Sappiamo che la Generazione Z fa spesso acquisti d’impulso e ciò che li spinge è la paura di perdere un determinato prodotto (FOMO).
Gianluca Diegoli approfondisce:
È suggestivo che la generazione che per la prima volta nella storia ha a disposizione, a portata letteralmente di mano (sullo smartphone), qualsiasi prodotto venga posto in vendita ovunque nel mondo senza dover sopportare una particolare friction, né nel trovare informazioni né nel procurarselo, sia quella che è più affascinata dalla scarsità. Innamorarsi per nemesi di tutto ciò che è irraggiungibile, costoso, introvabile sembra essere la loro ossessione.

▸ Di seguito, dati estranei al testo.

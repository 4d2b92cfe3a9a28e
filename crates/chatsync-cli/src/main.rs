//! chatsync CLI entry point.
//!
//! Binary name: `chatsync`
//!
//! Parses CLI arguments, initializes logging and the session manager, then
//! dispatches to the command handler.

mod cli;
mod state;

use clap::Parser;
use clap_complete::generate;

use chatsync_observe::tracing_setup::{init_tracing, shutdown_tracing};
use cli::{Cli, Commands};
use state::AppState;

#[tokio::main]
async fn main() -> anyhow::Result<()> {
    let cli = Cli::parse();

    let filter = match cli.verbose {
        0 if cli.quiet => "error",
        0 => "warn",
        1 => "info,chatsync_core=debug,chatsync_infra=debug",
        _ => "trace",
    };
    init_tracing(filter, cli.otel).map_err(|e| anyhow::anyhow!("{e}"))?;

    // Shell completions don't need app state
    if let Commands::Completions { shell } = &cli.command {
        let mut cmd = <Cli as clap::CommandFactory>::command();
        generate(*shell, &mut cmd, "chatsync", &mut std::io::stdout());
        shutdown_tracing();
        return Ok(());
    }

    let result = execute(cli).await;

    // Flush exported spans on every exit path, including a failed init
    shutdown_tracing();
    result
}

/// Build app state and run the command. Never exits early past the caller's
/// tracing shutdown.
async fn execute(cli: Cli) -> anyhow::Result<()> {
    let state = AppState::init(&cli.connection).await?;
    run(&state, cli.command, cli.json).await
}

async fn run(state: &AppState, command: Commands, json: bool) -> anyhow::Result<()> {
    match command {
        Commands::Sessions => cli::session::list_sessions(state, json).await,
        Commands::Create => cli::session::create_session(state, json).await,
        Commands::Rename {
            session_id,
            name,
            local,
        } => cli::session::rename_session(state, &session_id, &name, local, json).await,
        Commands::Delete { session_id, force } => {
            cli::session::delete_session(state, &session_id, force, json).await
        }
        Commands::Messages { session_id } => {
            cli::message::show_messages(state, &session_id, json).await
        }
        Commands::Send {
            session_id,
            prompt,
            name,
        } => cli::message::send_prompt(state, &session_id, &prompt.join(" "), name, json).await,
        Commands::Summarize { session_id, prompt } => {
            cli::message::summarize(state, &session_id, &prompt.join(" "), json).await
        }
        Commands::Rate {
            session_id,
            message_id,
            rating,
        } => {
            cli::message::rate_message(state, &session_id, &message_id, rating.into(), json).await
        }
        Commands::DebugLog {
            session_id,
            debug_log_id,
        } => cli::message::debug_log(state, &session_id, &debug_log_id).await,
        Commands::Tenants => cli::directory::list_tenants(state, json).await,
        Commands::Users => cli::directory::list_users(state, json).await,
        Commands::Completions { .. } => Ok(()),
    }
}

Ma per una generazione che ha tempi di attenzione notoriamente brevi, la soluzione del drop rischia già di diventare obsoleta, ed anche velocemente. Ed è qui che entrano in gioco MSCHF con i loro divertissement digitali.
Il marchio conquista ciclicamente i suoi fan combinando l’imprevedibilità e la manipolazione della scarsità dei prodotti con irriverenza, umorismo e creatività. Sembrano poco attivi sui social (questo è il loro scarnissimo canale Instagram) ma è solo apparenza: l’utilizzo esclusivo di influencer marketing abbinato al magistrale word-of-mouth scatenato dalla viralità delle loro trovate rendono ogni lancio un successo planetario. “Se riusciamo a far diventare la gente fan del nostro brand e non del prodotto, possiamo creare qualsiasi cosa vogliamo”. La loro filosofia è il sogno di qualsiasi business.
MSCHF dimostra che avere successo non è più avere un ottimo prodotto o un folto séguito sui social media. In effetti, molti dei prodotti di MSCHF sono cose che, se distribuite in serie, non avrebbero alcun fascino. Ciò che MSCHF offre, tuttavia, è il loro valore sociale ed esperenziale. E per una generazione che rifiuta sempre più il materialismo ed il capitalismo, è tutto.